This creates (prompt, chosen, rejected) tuples for training.

### Collection Methods

**Human annotation**: Trained annotators compare outputs according to guidelines. Most reliable but expensive and slow.

**AI feedback**: Use a capable model to generate preferences. Faster and cheaper but may propagate biases. This is the basis for Constitutional AI (CAI) and RLAIF.

**Implicit signals**: User interactions like upvotes, regeneration requests, or conversation length. Noisy but abundant.

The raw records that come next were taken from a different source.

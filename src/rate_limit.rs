use std::time::{Duration, Instant};

use dashmap::DashMap;

const MAX_FAILURES: u32 = 5;
const WINDOW_SECS: u64 = 15 * 60;

/// Normalized like the username lookup: trimmed and case-insensitive.
fn key(username: &str) -> String {
    username.trim().to_lowercase()
}

/// Per-username login brute force limiter.
#[derive(Default)]
pub struct LoginRateLimiter {
    /// username -> (failed_count, window_start)
    entries: DashMap<String, (u32, Instant)>,
}

impl LoginRateLimiter {
    pub fn new() -> Self {
        Self::default()
    }

    /// Check if login attempt is allowed. 5 failures per 15 minutes.
    /// Does NOT increment the counter; call `record_failure()` on bad credentials.
    /// Returns the seconds left in the window when blocked.
    pub fn check(&self, username: &str) -> Result<(), u64> {
        let window = Duration::from_secs(WINDOW_SECS);
        let now = Instant::now();

        let Some(entry) = self.entries.get(&key(username)) else {
            return Ok(());
        };

        let (count, start) = entry.value();

        if now.duration_since(*start) > window {
            return Ok(());
        }

        if *count >= MAX_FAILURES {
            let elapsed = now.duration_since(*start).as_secs();
            return Err(WINDOW_SECS.saturating_sub(elapsed));
        }

        Ok(())
    }

    pub fn record_failure(&self, username: &str) {
        let window = Duration::from_secs(WINDOW_SECS);
        let now = Instant::now();

        let mut entry = self.entries.entry(key(username)).or_insert((0, now));
        let (count, start) = entry.value_mut();

        if now.duration_since(*start) > window {
            *count = 1;
            *start = now;
        } else {
            *count += 1;
        }
    }

    /// Forget failures after a successful login.
    pub fn reset(&self, username: &str) {
        self.entries.remove(&key(username));
    }
}

#[cfg(test)]
mod tests {
    use super::*;

    #[test]
    fn blocks_after_five_failures() {
        let limiter = LoginRateLimiter::new();
        for _ in 0..4 {
            limiter.record_failure("alice");
        }
        assert!(limiter.check("alice").is_ok());

        limiter.record_failure("Alice");
        assert!(limiter.check("ALICE").is_err());
        assert!(limiter.check("bob").is_ok());
    }

    #[test]
    fn padded_username_shares_the_window() {
        let limiter = LoginRateLimiter::new();
        for _ in 0..5 {
            limiter.record_failure("dave");
        }
        assert!(limiter.check("dave ").is_err());
        assert!(limiter.check("  Dave\t").is_err());

        limiter.reset(" dave");
        assert!(limiter.check("dave").is_ok());
    }

    #[test]
    fn reset_clears_failures() {
        let limiter = LoginRateLimiter::new();
        for _ in 0..5 {
            limiter.record_failure("carol");
        }
        limiter.reset("carol");
        assert!(limiter.check("carol").is_ok());
    }
}
pub mod app;
pub mod auth;
pub mod config;
pub mod db;
pub mod error;
pub mod handlers;
pub mod models;
pub mod rate_limit;
pub mod routes;
pub mod state;

use std::sync::Arc;

use axum::Router;
use axum::http::{HeaderName, HeaderValue, Method, header};
use sqlx::PgPool;
use tower::ServiceBuilder;
use tower_http::cors::{Any, CorsLayer};
use tower_http::set_header::SetResponseHeaderLayer;
use tower_http::trace::TraceLayer;

use crate::app::Mediator;
use crate::config::Config;
use crate::db::PgReadStore;
use crate::rate_limit::LoginRateLimiter;
use crate::state::{AppState, SharedState};

pub fn build_app(pool: PgPool, config: Config) -> Router {
    let mut mediator = Mediator::new();
    handlers::register_all(
        &mut mediator,
        &pool,
        Arc::new(PgReadStore::new(pool.clone())),
        &config.jwt,
    );

    let cors = cors_layer(config.cors_origin.as_deref());

    let state: SharedState = Arc::new(AppState {
        pool,
        config,
        mediator,
        login_limiter: LoginRateLimiter::new(),
    });

    Router::new()
        .merge(routes::api_routes())
        .route("/health", axum::routing::get(health))
        .layer(
            ServiceBuilder::new()
                .layer(TraceLayer::new_for_http())
                .layer(cors)
                // Security headers
                .layer(SetResponseHeaderLayer::overriding(
                    HeaderName::from_static("x-content-type-options"),
                    HeaderValue::from_static("nosniff"),
                ))
                .layer(SetResponseHeaderLayer::overriding(
                    HeaderName::from_static("x-frame-options"),
                    HeaderValue::from_static("DENY"),
                ))
                .layer(SetResponseHeaderLayer::overriding(
                    HeaderName::from_static("referrer-policy"),
                    HeaderValue::from_static("strict-origin-when-cross-origin"),
                )),
        )
        .with_state(state)
}

fn cors_layer(origin: Option<&str>) -> CorsLayer {
    let layer = CorsLayer::new()
        .allow_methods([Method::GET, Method::POST, Method::PUT, Method::DELETE])
        .allow_headers([header::AUTHORIZATION, header::CONTENT_TYPE]);

    match origin.map(HeaderValue::from_str) {
        Some(Ok(origin)) => layer.allow_origin(origin),
        Some(Err(e)) => {
            tracing::warn!("Ignoring invalid WORKFORCE_CORS_ORIGIN: {e}");
            layer
        }
        None => layer.allow_origin(Any),
    }
}

async fn health() -> &'static str {
    "ok"
}
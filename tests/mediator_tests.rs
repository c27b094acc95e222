use std::sync::Arc;
use std::sync::atomic::{AtomicUsize, Ordering};

use async_trait::async_trait;
use workforce::app::result::{AppResult, Failure};
use workforce::app::validation::{Validator, Violation};
use workforce::app::{Handler, Mediator, Registration, Request};

#[derive(Debug)]
struct Greet {
    name: String,
}

impl Request for Greet {
    type Response = String;
}

#[derive(Debug)]
struct Unregistered;

impl Request for Unregistered {
    type Response = ();
}

#[derive(Clone, Default)]
struct GreetHandler {
    calls: Arc<AtomicUsize>,
}

#[async_trait]
impl Handler<Greet> for GreetHandler {
    async fn handle(&self, request: Greet) -> AppResult<String> {
        self.calls.fetch_add(1, Ordering::SeqCst);
        Ok(format!("Hello, {}", request.name))
    }
}

struct NameRequired;

#[async_trait]
impl Validator<Greet> for NameRequired {
    async fn validate(&self, request: &Greet) -> AppResult<Vec<Violation>> {
        if request.name.is_empty() {
            Ok(vec![Violation::new("name", "Name is required.")])
        } else {
            Ok(vec![])
        }
    }
}

struct NotAdmin;

#[async_trait]
impl Validator<Greet> for NotAdmin {
    async fn validate(&self, request: &Greet) -> AppResult<Vec<Violation>> {
        if request.name.is_empty() || request.name == "admin" {
            Ok(vec![Violation::new("name", "Name must not be admin.")])
        } else {
            Ok(vec![])
        }
    }
}

struct Broken;

#[async_trait]
impl Validator<Greet> for Broken {
    async fn validate(&self, _request: &Greet) -> AppResult<Vec<Violation>> {
        Err(Failure::Unexpected("store offline".to_string()))
    }
}

fn greet(name: &str) -> Greet {
    Greet {
        name: name.to_string(),
    }
}

#[tokio::test]
async fn dispatches_to_registered_handler() {
    let handler = GreetHandler::default();
    let mut mediator = Mediator::new();
    mediator.register(Registration::<Greet>::new(handler.clone()).validate(NameRequired));

    assert!(mediator.is_registered::<Greet>());
    let reply = mediator.send(greet("Lan")).await.unwrap();
    assert_eq!(reply, "Hello, Lan");
    assert_eq!(handler.calls.load(Ordering::SeqCst), 1);
}

#[tokio::test]
async fn unregistered_request_is_unexpected() {
    let mediator = Mediator::new();

    assert!(!mediator.is_registered::<Unregistered>());
    let err = mediator.send(Unregistered).await.unwrap_err();
    assert!(matches!(err, Failure::Unexpected(msg) if msg.contains("No handler registered")));
}

#[tokio::test]
async fn violations_from_every_validator_are_joined_in_order() {
    let handler = GreetHandler::default();
    let mut mediator = Mediator::new();
    mediator.register(
        Registration::<Greet>::new(handler.clone())
            .validate(NameRequired)
            .validate(NotAdmin),
    );

    let err = mediator.send(greet("")).await.unwrap_err();
    let Failure::Validation(violations) = &err else {
        panic!("expected a validation failure, got {err:?}");
    };
    assert_eq!(violations.len(), 2);
    assert_eq!(err.to_string(), "Name is required.; Name must not be admin.");
    assert_eq!(handler.calls.load(Ordering::SeqCst), 0);
}

#[tokio::test]
async fn handler_not_called_when_validation_fails() {
    let handler = GreetHandler::default();
    let mut mediator = Mediator::new();
    mediator.register(Registration::<Greet>::new(handler.clone()).validate(NotAdmin));

    let err = mediator.send(greet("admin")).await.unwrap_err();
    assert_eq!(err.to_string(), "Name must not be admin.");
    assert_eq!(handler.calls.load(Ordering::SeqCst), 0);
}

#[tokio::test]
async fn validator_errors_propagate_unchanged() {
    let handler = GreetHandler::default();
    let mut mediator = Mediator::new();
    mediator.register(Registration::<Greet>::new(handler.clone()).validate(Broken));

    let err = mediator.send(greet("Lan")).await.unwrap_err();
    assert_eq!(err, Failure::Unexpected("store offline".to_string()));
    assert_eq!(handler.calls.load(Ordering::SeqCst), 0);
}

#[tokio::test]
async fn registering_again_replaces_pipeline() {
    let first = GreetHandler::default();
    let second = GreetHandler::default();
    let mut mediator = Mediator::new();
    mediator.register(Registration::<Greet>::new(first.clone()).validate(NotAdmin));
    mediator.register(Registration::<Greet>::new(second.clone()));

    // The replacement has no validators.
    mediator.send(greet("admin")).await.unwrap();
    assert_eq!(first.calls.load(Ordering::SeqCst), 0);
    assert_eq!(second.calls.load(Ordering::SeqCst), 1);
}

### Data Quality Considerations

- **Annotator agreement**: Low agreement suggests ambiguous criteria or subjective preferences
- **Distribution coverage**: Preferences should cover the range of model behaviors
- **Prompt diversity**: Diverse prompts prevent overfitting to narrow scenarios
- **Preference strength**: Some comparisons are clear; others are nearly ties

## Instruction Tuning

Instruction tuning (supervised fine-tuning on instruction-response pairs) serves as the foundation for RLHF.

### Purpose

- Teaches the model to follow instructions rather than just complete text
- Establishes the format and style for responses
- Creates a starting point that already exhibits desired behaviors
- Provides the reference policy for KL regularization

### Dataset Composition

Typical instruction tuning datasets include:

- **Single-turn QA**: Questions with direct answers
- **Multi-turn dialogue**: Conversational exchanges
- **Task instructions**: Specific tasks with examples
- **Chain-of-thought**: Reasoning traces for complex problems

### Relationship to RLHF

The SFT model defines the "prior" that RLHF refines. A better SFT model means:

- The reward model has better starting outputs to compare
- Policy optimization has less work to do
- The KL penalty keeps the final model closer to this baseline

## Reward Modeling

The reward model transforms pairwise preferences into a scalar signal for RL optimization.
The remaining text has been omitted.